A gravitational wave coming from directly above LIGO would have a characteristic pattern: first lengthening the X arm while compressing the Y arm, then compressing the X arm while stretching the Y arm [see diagram, “Seeing the Light”]. LIGO is looking for length displacements that oscillate back and forth at frequencies between about 50 and 2000 hertz, within the audio range of a piano. “If your ears were sensitive to gravitational waves, you could literally hear them,” notes LIGO beam tube designer Rainer Weiss, professor emeritus of physics at the Massachusetts Institute of Technology, in Cambridge. The wave’s duration—from seconds to minutes to months—would depend on the type of astronomical event causing it.

Physicists and astronomers hope LIGO is sensitive enough not only to detect the presence of a gravitational wave but also to measure its intensity, duration, and frequency, along with any changes in those characteristics over time. Because as surely as DNA can identify a culprit, gravitational waves emitted by a supernova are expected to look very different from those given off by a black hole swallowing a nearby star, by two galaxies ripping each other apart, or by other acts of astronomical carnage.

Having two LIGO sites instead of just one allows scientists to corroborate observations and reject any spurious measurements that may just mimic gravitational waves. Moreover, if a real gravitational wave should be detected at both sites, the minuscule difference in when the observations occurred and in the patterns of oscillation could give a rough idea of where the waves came from, much as two ears can home in on a cricket’s chirping in the night.

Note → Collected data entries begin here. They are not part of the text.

//! Interned identifier table.
//!
//! For any byte sequence there is at most one identifier record per
//! interpreter instance; pointer (here, [`HeapId`]) equality therefore
//! implies identifier equality. A handful of "standard identifiers" are
//! pre-interned at startup so evaluator hot paths (`:`  in dotted
//! patterns, `catch`/`finally` keywords) can compare by id rather than by
//! string.

use crate::gc::Gc;
use crate::hashtable::{SeqHashTable, djb2};
use crate::value::{HeapData, HeapId};

pub struct Intern {
    table: SeqHashTable<String, HeapId>,
    pub std_colon: HeapId,
    pub std_defget: HeapId,
    pub std_defset: HeapId,
    pub std_catch: HeapId,
    pub std_finally: HeapId,
}

impl Intern {
    /// Construct the table and pre-intern the standard identifiers. Takes
    /// `gc` because pre-interning allocates heap records up front.
    pub fn new_in(gc: &mut Gc) -> Self {
        let mut table = SeqHashTable::new();
        let mut mk = |gc: &mut Gc, table: &mut SeqHashTable<String, HeapId>, name: &str| {
            let id = gc.alloc(HeapData::Ident {
                name: name.into(),
                hash: djb2(name.as_bytes()),
            });
            table.set(name.to_string(), id).expect("startup intern never hits the ceiling");
            id
        };
        let std_colon = mk(gc, &mut table, ":");
        let std_defget = mk(gc, &mut table, "defget");
        let std_defset = mk(gc, &mut table, "defset");
        let std_catch = mk(gc, &mut table, "catch");
        let std_finally = mk(gc, &mut table, "finally");
        Intern {
            table,
            std_colon,
            std_defget,
            std_defset,
            std_catch,
            std_finally,
        }
    }

    /// Test-only convenience: builds its own throwaway `Gc` is not
    /// possible here since identifiers must live in the caller's arena;
    /// callers needing a quick identifier still go through [`Self::intern`].
    #[cfg(test)]
    pub fn new() -> Self {
        // Only used by unit tests in other modules that don't otherwise
        // need the standard identifiers; build against a scratch arena.
        let mut gc = Gc::new();
        Self::new_in(&mut gc)
    }

    pub fn intern(&mut self, gc: &mut Gc, name: &str) -> HeapId {
        if let Some(id) = self.table.get(&name.to_string()) {
            return *id;
        }
        let id = gc.alloc(HeapData::Ident {
            name: name.into(),
            hash: djb2(name.as_bytes()),
        });
        self.table
            .set(name.to_string(), id)
            .expect("identifier table at capacity ceiling");
        id
    }

    pub fn lookup(&self, name: &str) -> Option<HeapId> {
        self.table.get(&name.to_string()).copied()
    }

    /// Finalizer hook: an identifier's heap record was freed by the GC;
    /// unlink it from the table too.
    pub fn remove(&mut self, name: &str) {
        self.table.remove(&name.to_string());
    }

    pub fn len(&self) -> usize {
        self.table.len()
    }

    pub fn is_empty(&self) -> bool {
        self.table.is_empty()
    }
}

#[cfg(test)]
mod tests {
    use super::*;

    #[test]
    fn equal_byte_sequences_intern_to_the_same_id() {
        let mut gc = Gc::new();
        let mut intern = Intern::new_in(&mut gc);
        let a = intern.intern(&mut gc, "foo");
        let b = intern.intern(&mut gc, "foo");
        assert_eq!(a, b);
        let c = intern.intern(&mut gc, "bar");
        assert_ne!(a, c);
    }

    #[test]
    fn standard_identifiers_are_preinterned() {
        let mut gc = Gc::new();
        let intern = Intern::new_in(&mut gc);
        assert_eq!(intern.lookup(":"), Some(intern.std_colon));
        assert_eq!(intern.lookup("catch"), Some(intern.std_catch));
    }

    #[test]
    fn removal_drops_the_mapping() {
        let mut gc = Gc::new();
        let mut intern = Intern::new_in(&mut gc);
        intern.intern(&mut gc, "temp");
        assert!(intern.lookup("temp").is_some());
        intern.remove("temp");
        assert!(intern.lookup("temp").is_none());
    }
}
//! Error codes, thrown-state machine, and backtrace ring buffer.
//!
//! Errors are not exceptions in the Rust sense: they are interpreter-level
//! state. `throw` sets it; every evaluator step and every builtin checks it
//! on entry and propagates a nil value without doing further work once set.
//! `try/catch/finally` is the only thing that clears it (other than
//! `clear_error`).

use std::fmt;

/// Built-in error codes. Negative values are reserved for internal use by
/// embedders extending the core; positive values here are stable.
#[derive(Debug, Clone, Copy, PartialEq, Eq)]
#[repr(i32)]
pub enum ErrorCode {
    Read = 1,
    Eof,
    Lex,
    Eval,
    NoSym,
    Stack,
    Type,
    Match,
    Nil,
    DivZero,
    ReadOnly,
    WriteOnly,
    Value,
    Overflow,
    Api,
    Io,
    NoMem,
    Exist,
    Static,
    Index,
}

/// First code number available to host-registered error names.
pub const EUSER0: i32 = 1000;

const BUILTIN_NAMES: &[(i32, &str)] = &[
    (ErrorCode::Read as i32, "EREAD"),
    (ErrorCode::Eof as i32, "EEOF"),
    (ErrorCode::Lex as i32, "ELEX"),
    (ErrorCode::Eval as i32, "EEVAL"),
    (ErrorCode::NoSym as i32, "ENOSYM"),
    (ErrorCode::Stack as i32, "ESTACK"),
    (ErrorCode::Type as i32, "ETYPE"),
    (ErrorCode::Match as i32, "EMATCH"),
    (ErrorCode::Nil as i32, "ENIL"),
    (ErrorCode::DivZero as i32, "EDIVZERO"),
    (ErrorCode::ReadOnly as i32, "EREADONLY"),
    (ErrorCode::WriteOnly as i32, "EWRITEONLY"),
    (ErrorCode::Value as i32, "EVALUE"),
    (ErrorCode::Overflow as i32, "EOVERFLOW"),
    (ErrorCode::Api as i32, "EAPI"),
    (ErrorCode::Io as i32, "EIO"),
    (ErrorCode::NoMem as i32, "ENOMEM"),
    (ErrorCode::Exist as i32, "EEXIST"),
    (ErrorCode::Static as i32, "ESTATIC"),
    (ErrorCode::Index as i32, "EINDEX"),
];

impl fmt::Display for ErrorCode {
    fn fmt(&self, f: &mut fmt::Formatter<'_>) -> fmt::Result {
        write!(f, "{}", code_name(*self as i32).unwrap_or("EUNKNOWN"))
    }
}

/// A single backtrace frame: where evaluation entered a user form.
#[derive(Debug, Clone)]
pub struct Frame {
    pub file: Option<String>,
    pub line: Option<u32>,
    pub form_summary: String,
}

/// Thrown-error state plus a ring-buffer backtrace, owned by the
/// interpreter instance.
pub struct ErrorState {
    code: i32,
    message: Option<String>,
    backtrace: Vec<Frame>,
    backtrace_limit: usize,
    user_codes: Vec<(i32, String)>,
    next_user_code: i32,
}

impl Default for ErrorState {
    fn default() -> Self {
        Self::new()
    }
}

impl ErrorState {
    pub fn new() -> Self {
        ErrorState {
            code: 0,
            message: None,
            backtrace: Vec::new(),
            backtrace_limit: 32,
            user_codes: Vec::new(),
            next_user_code: EUSER0,
        }
    }

    pub fn is_set(&self) -> bool {
        self.code != 0
    }

    pub fn errno(&self) -> i32 {
        self.code
    }

    pub fn message(&self) -> Option<&str> {
        self.message.as_deref()
    }

    pub fn throw(&mut self, code: i32, msg: impl Into<String>) {
        self.code = code;
        self.message = Some(msg.into());
    }

    pub fn clear(&mut self) {
        self.code = 0;
        self.message = None;
        self.backtrace.clear();
    }

    /// Push a frame, evicting the oldest if over the configured limit.
    pub fn push_frame(&mut self, frame: Frame) {
        if self.backtrace.len() >= self.backtrace_limit {
            self.backtrace.remove(0);
        }
        self.backtrace.push(frame);
    }

    pub fn backtrace(&self) -> &[Frame] {
        &self.backtrace
    }

    pub fn set_backtrace_limit(&mut self, limit: usize) {
        self.backtrace_limit = limit;
    }

    /// Register a new user error code, returning its number.
    pub fn register_code(&mut self, name: impl Into<String>) -> i32 {
        let code = self.next_user_code;
        self.next_user_code += 1;
        self.user_codes.push((code, name.into()));
        code
    }

    pub fn code_name(&self, code: i32) -> Option<String> {
        if code < EUSER0 {
            code_name(code).map(str::to_string)
        } else {
            self.user_codes
                .iter()
                .find(|(c, _)| *c == code)
                .map(|(_, n)| n.clone())
        }
    }

    /// `perror prefix`: formats "prefix: message [CODENAME]".
    pub fn perror_string(&self, prefix: &str) -> String {
        let name = self
            .code_name(self.code)
            .unwrap_or_else(|| "EUNKNOWN".to_string());
        format!(
            "{}: {} [{}]",
            prefix,
            self.message.as_deref().unwrap_or(""),
            name
        )
    }
}

/// Binary search over the builtin code table (sorted by construction).
pub fn code_name(code: i32) -> Option<&'static str> {
    BUILTIN_NAMES
        .binary_search_by_key(&code, |(c, _)| *c)
        .ok()
        .map(|idx| BUILTIN_NAMES[idx].1)
}

/// Every builtin `(code, name)` pair, e.g. `(ErrorCode::Value as i32,
/// "EVALUE")`. Used to expose each code under its name as a global
/// constant so guest code can write `(throw EVALUE "...")` instead of
/// a bare integer.
pub fn builtin_codes() -> &'static [(i32, &'static str)] {
    BUILTIN_NAMES
}

#[cfg(test)]
mod tests {
    use super::*;

    #[test]
    fn builtin_table_is_sorted_for_binary_search() {
        let mut sorted = BUILTIN_NAMES.to_vec();
        sorted.sort_by_key(|(c, _)| *c);
        assert_eq!(sorted, BUILTIN_NAMES.to_vec());
    }

    #[test]
    fn throw_and_clear() {
        let mut e = ErrorState::new();
        assert!(!e.is_set());
        e.throw(ErrorCode::Value as i32, "boom");
        assert!(e.is_set());
        assert_eq!(e.message(), Some("boom"));
        e.clear();
        assert!(!e.is_set());
    }

    #[test]
    fn user_codes_start_at_euser0() {
        let mut e = ErrorState::new();
        let c1 = e.register_code("emy-custom");
        assert_eq!(c1, EUSER0);
        assert_eq!(e.code_name(c1).as_deref(), Some("emy-custom"));
    }

    #[test]
    fn backtrace_ring_buffer_evicts_oldest() {
        let mut e = ErrorState::new();
        e.set_backtrace_limit(2);
        e.push_frame(Frame {
            file: None,
            line: None,
            form_summary: "a".into(),
        });
        e.push_frame(Frame {
            file: None,
            line: None,
            form_summary: "b".into(),
        });
        e.push_frame(Frame {
            file: None,
            line: None,
            form_summary: "c".into(),
        });
        let summaries: Vec<_> = e.backtrace().iter().map(|f| f.form_summary.clone()).collect();
        assert_eq!(summaries, vec!["b", "c"]);
    }

    #[test]
    fn perror_format() {
        let mut e = ErrorState::new();
        e.throw(ErrorCode::Value as i32, "boom");
        assert_eq!(e.perror_string("eval"), "eval: boom [EVALUE]");
    }
}
//! S-expression reader and printer for the Ember interpreter.
//!
//! This crate is deliberately outside `ember-core`: the core names a
//! "reader" and a "printer" as external collaborators it hands forms to
//! and receives forms from, but never implements itself, so that a host
//! embedding the core is free to bring its own surface syntax. This
//! crate is the reference syntax used by [`ember-repl`] and by the
//! core's own doc tests.
//!
//! ```
//! use ember_core::interp::Interp;
//! use ember_core::prelude;
//! use ember_reader::{parser, printer};
//!
//! let mut interp = Interp::new();
//! prelude::install(&mut interp).unwrap();
//! let env = interp.global_env();
//!
//! let form = parser::read_one(&mut interp, "(+ 1 2)").unwrap().unwrap();
//! let result = interp.eval_top(form, env).unwrap();
//! assert_eq!(printer::print_value(&interp.gc, result), "3");
//! ```

pub mod lexer;
pub mod parser;
pub mod printer;

pub use parser::{read_all, read_one, ReadError, Reader};
pub use printer::print_value;
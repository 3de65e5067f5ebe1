//! Ember: an embeddable Lisp-family interpreter core.
//!
//! This crate carries the interpreter's design-risk subsystems: the
//! tagged value representation, the mark-and-sweep collector, the
//! interned identifier table, nested lexical environments, the
//! evaluator (tail calls, quasiquote, macro expansion), the static
//! preprocessor, and the `unpack` argument parser. A reader, printer,
//! and CLI are separate crates that talk to this one only through
//! [`interp::Interp`] and the [`value::Value`] constructors.
//!
//! A fresh instance is inert until [`prelude::install`] registers the
//! special forms and host functions a program needs to do anything:
//!
//! ```
//! use ember_core::interp::Interp;
//! use ember_core::{prelude, eval};
//! use ember_core::value::Value;
//!
//! let mut interp = Interp::new();
//! prelude::install(&mut interp).unwrap();
//! let env = interp.global_env();
//!
//! let plus = interp.intern.intern(&mut interp.gc, "+");
//! let call = eval::build_list(&mut interp, &[Value::Id(plus), Value::Int(1), Value::Int(2)]).unwrap();
//! assert_eq!(interp.eval_top(call, env).unwrap(), Value::Int(3));
//! ```

pub mod alloc;
pub mod attributes;
pub mod config;
pub mod env;
pub mod error;
pub mod eval;
pub mod flags;
pub mod gc;
pub mod hashtable;
pub mod intern;
pub mod interp;
pub mod prelude;
pub mod preprocessor;
pub mod types;
pub mod unpack;
pub mod value;
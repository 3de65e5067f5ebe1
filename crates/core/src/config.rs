//! Interpreter-wide configuration switches, read via `get-opt`/`set-opt`.
//!
//! A small fixed set of named options rather than an open string-keyed
//! map: every option here has a concrete effect on the evaluator or
//! allocator, so a typo in a builtin call is a compile error, not a
//! silently-ignored `set-opt` at runtime.

use crate::error::ErrorCode;

#[derive(Debug, Clone, Copy, PartialEq)]
pub enum OptValue {
    Bool(bool),
    Int(i64),
}

impl OptValue {
    pub fn as_bool(self) -> Option<bool> {
        match self {
            OptValue::Bool(b) => Some(b),
            _ => None,
        }
    }

    pub fn as_int(self) -> Option<i64> {
        match self {
            OptValue::Int(i) => Some(i),
            _ => None,
        }
    }
}

/// Default stack recursion budget (non-tail `eval` calls). Chosen well
/// below typical native stack sizes so `ESTACK` fires before the host
/// process's guard page does.
pub const DEFAULT_STACK_LIMIT: usize = 10_000;

/// Default heap byte budget before a collection is forced; mirrors
/// [`crate::alloc::GC_RUN_THRESHOLD`] until overridden.
pub const DEFAULT_MEM_LIMIT: usize = 64 * 1024 * 1024;

#[derive(Debug, Clone, Copy)]
pub struct Config {
    /// Redefining an existing global binding replaces it instead of
    /// raising `EEXIST`.
    pub allow_redef: bool,
    /// Attach `LOCATION`/`ORIG-FORM` attributes as forms are produced,
    /// at some allocation cost; off by default for embedding.
    pub gen_debug_info: bool,
    /// Special forms rewrite their tail position through [`crate::eval::Step::Eval`]
    /// rather than recursing. Disabling this is a diagnostic knob only
    /// (it does not change program semantics, only stack behavior) and
    /// is never honored by the collector-critical paths.
    pub tail_call_elimination: bool,
    /// Run a collection after every allocation instead of only past the
    /// threshold; a correctness-testing aid; very slow.
    pub hyper_gc: bool,
    pub mem_limit: usize,
    pub stack_limit: usize,
}

impl Default for Config {
    fn default() -> Self {
        Config {
            allow_redef: false,
            gen_debug_info: false,
            tail_call_elimination: true,
            hyper_gc: false,
            mem_limit: DEFAULT_MEM_LIMIT,
            stack_limit: DEFAULT_STACK_LIMIT,
        }
    }
}

impl Config {
    pub fn get_opt(&self, name: &str) -> Result<OptValue, (ErrorCode, String)> {
        Ok(match name {
            "allow-redef" => OptValue::Bool(self.allow_redef),
            "gen-debug-info" => OptValue::Bool(self.gen_debug_info),
            "tail-call-elimination" => OptValue::Bool(self.tail_call_elimination),
            "hyper-gc" => OptValue::Bool(self.hyper_gc),
            "mem-limit" => OptValue::Int(self.mem_limit as i64),
            "stack-limit" => OptValue::Int(self.stack_limit as i64),
            other => {
                return Err((ErrorCode::Api, format!("unknown option: {other}")));
            }
        })
    }

    pub fn set_opt(&mut self, name: &str, value: OptValue) -> Result<(), (ErrorCode, String)> {
        macro_rules! set_bool {
            ($field:expr) => {{
                $field = value
                    .as_bool()
                    .ok_or((ErrorCode::Type, format!("{name}: expected bool")))?;
                Ok(())
            }};
        }
        macro_rules! set_usize {
            ($field:expr) => {{
                let n = value
                    .as_int()
                    .ok_or((ErrorCode::Type, format!("{name}: expected int")))?;
                if n < 0 {
                    return Err((ErrorCode::Value, format!("{name}: must be non-negative")));
                }
                $field = n as usize;
                Ok(())
            }};
        }
        match name {
            "allow-redef" => set_bool!(self.allow_redef),
            "gen-debug-info" => set_bool!(self.gen_debug_info),
            "tail-call-elimination" => set_bool!(self.tail_call_elimination),
            "hyper-gc" => set_bool!(self.hyper_gc),
            "mem-limit" => set_usize!(self.mem_limit),
            "stack-limit" => set_usize!(self.stack_limit),
            other => Err((ErrorCode::Api, format!("unknown option: {other}"))),
        }
    }
}

#[cfg(test)]
mod tests {
    use super::*;

    #[test]
    fn round_trips_a_bool_option() {
        let mut cfg = Config::default();
        assert_eq!(cfg.get_opt("allow-redef").unwrap(), OptValue::Bool(false));
        cfg.set_opt("allow-redef", OptValue::Bool(true)).unwrap();
        assert_eq!(cfg.get_opt("allow-redef").unwrap(), OptValue::Bool(true));
    }

    #[test]
    fn unknown_option_is_eapi() {
        let cfg = Config::default();
        let err = cfg.get_opt("does-not-exist").unwrap_err();
        assert_eq!(err.0, ErrorCode::Api);
    }

    #[test]
    fn negative_stack_limit_is_rejected() {
        let mut cfg = Config::default();
        let err = cfg.set_opt("stack-limit", OptValue::Int(-1)).unwrap_err();
        assert_eq!(err.0, ErrorCode::Value);
    }
}
//! Nested lexical scopes and the get/set symbol model.
//!
//! Environments form a singly-linked stack of `Normal` frames, each
//! holding a hash table from an identifier's `HeapId` to a [`Symbol`].
//! A `Bifurcated` frame overlays two existing environments read-only,
//! consulting its `left` branch then its `right`; it exists so a lexical
//! scoping boundary (e.g. a macro's definition-site bindings merged with
//! its use-site arguments) can be modeled without copying either side.

use std::rc::Rc;

use crate::error::ErrorCode;
use crate::flags::NO_ESC_BIT;
use crate::gc::Gc;
use crate::hashtable::SeqHashTable;
use crate::value::{HeapData, HeapId, Value};

#[derive(Debug, Clone, Copy, PartialEq, Eq)]
pub struct DefFlags(pub u8);

impl DefFlags {
    pub const NONE: u8 = 0;
    pub const READONLY: u8 = 1 << 0;
    pub const WRITEONLY: u8 = 1 << 1;
}

pub type GetFn = Rc<dyn Fn() -> Value>;
pub type SetFn = Rc<dyn Fn(Value)>;
pub type SymFinalizer = Rc<dyn Fn(Value)>;

/// Stock symbols read/write `protected_value` directly; synced symbols
/// marshal through caller-owned callbacks (e.g. a host-synced numeric
/// primitive backed by a Rust cell the embedder owns).
pub enum Access {
    Stock,
    Synced { get: Option<GetFn>, set: Option<SetFn> },
}

pub struct Symbol {
    pub access: Access,
    pub readable: bool,
    pub writable: bool,
    pub value: Value,
    pub finalizer: Option<SymFinalizer>,
}

impl Symbol {
    pub fn variable(initial: Value, flags: DefFlags) -> Self {
        Symbol {
            access: Access::Stock,
            readable: flags.0 & DefFlags::WRITEONLY == 0,
            writable: flags.0 & DefFlags::READONLY == 0,
            value: initial,
            finalizer: None,
        }
    }

    pub fn synced(get: Option<GetFn>, set: Option<SetFn>) -> Self {
        Symbol {
            readable: get.is_some(),
            writable: set.is_some(),
            access: Access::Synced { get, set },
            value: Value::Nil,
            finalizer: None,
        }
    }

    pub fn get(&self) -> Option<Value> {
        if !self.readable {
            return None;
        }
        match &self.access {
            Access::Stock => Some(self.value),
            Access::Synced { get, .. } => get.as_ref().map(|g| g()),
        }
    }

    pub fn set(&mut self, v: Value) -> bool {
        if !self.writable {
            return false;
        }
        match &self.access {
            Access::Stock => {
                self.value = v;
                true
            }
            Access::Synced { set, .. } => {
                if let Some(s) = set {
                    s(v);
                    true
                } else {
                    false
                }
            }
        }
    }
}

pub enum EnvRecord {
    Normal {
        syms: SeqHashTable<HeapId, Symbol>,
        below: Option<HeapId>,
    },
    Bifurcated {
        left: HeapId,
        right: HeapId,
    },
}

impl std::fmt::Debug for EnvRecord {
    fn fmt(&self, f: &mut std::fmt::Formatter<'_>) -> std::fmt::Result {
        match self {
            EnvRecord::Normal { below, .. } => {
                write!(f, "Normal(below={below:?})")
            }
            EnvRecord::Bifurcated { left, right } => {
                write!(f, "Bifurcated({left:?}, {right:?})")
            }
        }
    }
}

/// `push-env`: allocate a new normal frame above `below`, unescaped until
/// something captures it as a closure's `lexenv`.
pub fn push_env(gc: &mut Gc, below: HeapId) -> HeapId {
    let id = gc.alloc(HeapData::Env(EnvRecord::Normal {
        syms: SeqHashTable::new(),
        below: Some(below),
    }));
    gc.get_mut(id).flags.set(NO_ESC_BIT);
    id
}

/// Allocate a root normal frame with no parent (used for the three
/// namespace environments: globals, special-operators, macros).
pub fn new_root_env(gc: &mut Gc) -> HeapId {
    gc.alloc(HeapData::Env(EnvRecord::Normal {
        syms: SeqHashTable::new(),
        below: None,
    }))
}

/// `enter-env`: a read-only overlay of two environments.
pub fn enter_env(gc: &mut Gc, left: HeapId, right: HeapId) -> HeapId {
    gc.alloc(HeapData::Env(EnvRecord::Bifurcated { left, right }))
}

/// `pop-env`: unlink back to `below`. If `env` never escaped (nothing
/// captured it as a `lexenv`), it can be collected immediately; otherwise
/// it survives until the tracing GC proves it unreachable.
pub fn pop_env(gc: &mut Gc, env: HeapId) -> HeapId {
    let below = match &gc.data(env) {
        HeapData::Env(EnvRecord::Normal { below, .. }) => *below,
        HeapData::Env(EnvRecord::Bifurcated { .. }) => {
            panic!("pop-env on a bifurcated frame")
        }
        _ => panic!("pop-env on a non-environment value"),
    };
    below.expect("pop-env on the root environment")
}

/// Capturing an environment as a closure's `lexenv` unsets `NO_ESC_BIT` on
/// every frame currently on the active chain, so `pop_env` never frees one
/// a closure still points at.
pub fn mark_escaped(gc: &mut Gc, mut env: HeapId) {
    loop {
        gc.get_mut(env).flags.clear(NO_ESC_BIT);
        match gc.data(env) {
            HeapData::Env(EnvRecord::Normal { below: Some(b), .. }) => env = *b,
            _ => break,
        }
    }
}

fn lookup_in<'g>(gc: &'g Gc, env: HeapId, id: HeapId) -> Option<(&'g Symbol, HeapId)> {
    match gc.data(env) {
        HeapData::Env(EnvRecord::Normal { syms, below }) => {
            if let Some(sym) = syms.get(&id) {
                Some((sym, env))
            } else {
                below.and_then(|b| lookup_in(gc, b, id))
            }
        }
        HeapData::Env(EnvRecord::Bifurcated { left, right }) => {
            lookup_in(gc, *left, id).or_else(|| lookup_in(gc, *right, id))
        }
        _ => None,
    }
}

/// Resolve `id` by walking the chain. Returns the owning frame's id too,
/// so callers (e.g. `set!`) can mutate the right symbol table.
pub fn lookup(gc: &Gc, env: HeapId, id: HeapId) -> Option<HeapId> {
    lookup_in(gc, env, id).map(|(_, owner)| owner)
}

pub fn get(gc: &Gc, env: HeapId, id: HeapId) -> Result<Value, (ErrorCode, String)> {
    match lookup_in(gc, env, id) {
        Some((sym, _)) => sym.get().ok_or_else(|| {
            (
                ErrorCode::WriteOnly,
                format!("{}: write-only symbol", ident_name(gc, id)),
            )
        }),
        None => Err((
            ErrorCode::NoSym,
            format!("unbound identifier: {}", ident_name(gc, id)),
        )),
    }
}

pub fn set(gc: &mut Gc, env: HeapId, id: HeapId, v: Value) -> Result<(), (ErrorCode, String)> {
    let owner = lookup(gc, env, id).ok_or_else(|| {
        (
            ErrorCode::NoSym,
            format!("unbound identifier: {}", ident_name(gc, id)),
        )
    })?;
    match gc.data_mut(owner) {
        HeapData::Env(EnvRecord::Normal { syms, .. }) => {
            let sym = syms.get_mut(&id).expect("lookup found it, get_mut must too");
            if sym.set(v) {
                Ok(())
            } else {
                Err((
                    ErrorCode::ReadOnly,
                    format!("{}: read-only symbol", ident_name(gc, id)),
                ))
            }
        }
        _ => unreachable!("lookup only returns Normal frames"),
    }
}

/// `def name value flags` in the innermost normal environment of `env`.
/// `allow_redef` controls whether redefining an existing *global* binding
/// replaces it (running the old symbol's finalizer) or raises `EEXIST`.
pub fn define(
    gc: &mut Gc,
    env: HeapId,
    id: HeapId,
    value: Value,
    flags: DefFlags,
    is_global: bool,
    allow_redef: bool,
) -> Result<(), (ErrorCode, String)> {
    let syms = match gc.data_mut(env) {
        HeapData::Env(EnvRecord::Normal { syms, .. }) => syms,
        _ => {
            return Err((
                ErrorCode::Api,
                "def: target is not a normal environment".into(),
            ));
        }
    };
    if syms.contains(&id) {
        if is_global && allow_redef {
            if let Some(old) = syms.remove(&id) {
                if let Some(fin) = &old.finalizer {
                    fin(old.value);
                }
            }
        } else {
            return Err((
                ErrorCode::Exist,
                format!("duplicate definition: {}", ident_name(gc, id)),
            ));
        }
    }
    let syms = match gc.data_mut(env) {
        HeapData::Env(EnvRecord::Normal { syms, .. }) => syms,
        _ => unreachable!(),
    };
    syms.set(id, Symbol::variable(value, flags))
        .map_err(|_| (ErrorCode::NoMem, "environment table full".to_string()))
}

fn ident_name(gc: &Gc, id: HeapId) -> String {
    match gc.data(id) {
        HeapData::Ident { name, .. } => name.to_string(),
        _ => format!("<#{}>", id.0),
    }
}

#[cfg(test)]
mod tests {
    use super::*;
    use crate::intern::Intern;

    #[test]
    fn shadowing_follows_the_spec_scenario() {
        let mut gc = Gc::new();
        let mut intern = Intern::new();
        let x = intern.intern(&mut gc, "x");

        let globals = new_root_env(&mut gc);
        let mut env = push_env(&mut gc, globals);
        define(&mut gc, env, x, Value::Int(1), DefFlags(0), false, false).unwrap();
        env = push_env(&mut gc, env);
        define(&mut gc, env, x, Value::Int(2), DefFlags(0), false, false).unwrap();
        assert_eq!(get(&gc, env, x).unwrap(), Value::Int(2));
        env = pop_env(&mut gc, env);
        assert_eq!(get(&gc, env, x).unwrap(), Value::Int(1));
    }

    #[test]
    fn unbound_lookup_is_nosym() {
        let mut gc = Gc::new();
        let mut intern = Intern::new();
        let y = intern.intern(&mut gc, "y");
        let globals = new_root_env(&mut gc);
        let err = get(&gc, globals, y).unwrap_err();
        assert_eq!(err.0, ErrorCode::NoSym);
    }

    #[test]
    fn readonly_flag_rejects_set() {
        let mut gc = Gc::new();
        let mut intern = Intern::new();
        let z = intern.intern(&mut gc, "z");
        let globals = new_root_env(&mut gc);
        define(
            &mut gc,
            globals,
            z,
            Value::Int(1),
            DefFlags(DefFlags::READONLY),
            false,
            false,
        )
        .unwrap();
        let err = set(&mut gc, globals, z, Value::Int(2)).unwrap_err();
        assert_eq!(err.0, ErrorCode::ReadOnly);
    }

    #[test]
    fn bifurcated_env_checks_left_then_right() {
        let mut gc = Gc::new();
        let mut intern = Intern::new();
        let a = intern.intern(&mut gc, "a");
        let b = intern.intern(&mut gc, "b");
        let left = new_root_env(&mut gc);
        define(&mut gc, left, a, Value::Int(10), DefFlags(0), false, false).unwrap();
        let right = new_root_env(&mut gc);
        define(&mut gc, right, b, Value::Int(20), DefFlags(0), false, false).unwrap();
        let bi = enter_env(&mut gc, left, right);
        assert_eq!(get(&gc, bi, a).unwrap(), Value::Int(10));
        assert_eq!(get(&gc, bi, b).unwrap(), Value::Int(20));
    }
}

Throughout LIGO-Hanford and LIGO-Livingston, sensors monitor thousands of signals indicating the position, temperature, motion, noise, and other characteristics of every optical, mechanical, and electronic component in the observatory. All that information is funneled into the control room at each site, where it is displayed as brightly colored blinking images on dozens of computer monitors. Encompassing the Hanford control room with a sweep of his arm, LIGO-Hanford director Frederick J. Raab summarizes: “Each LIGO interferometer has only one channel you care about”—namely, the photodetector, where a glimmer of light might signal a gravitational wave—“and several thousand other channels to determine whether you should believe that single channel.”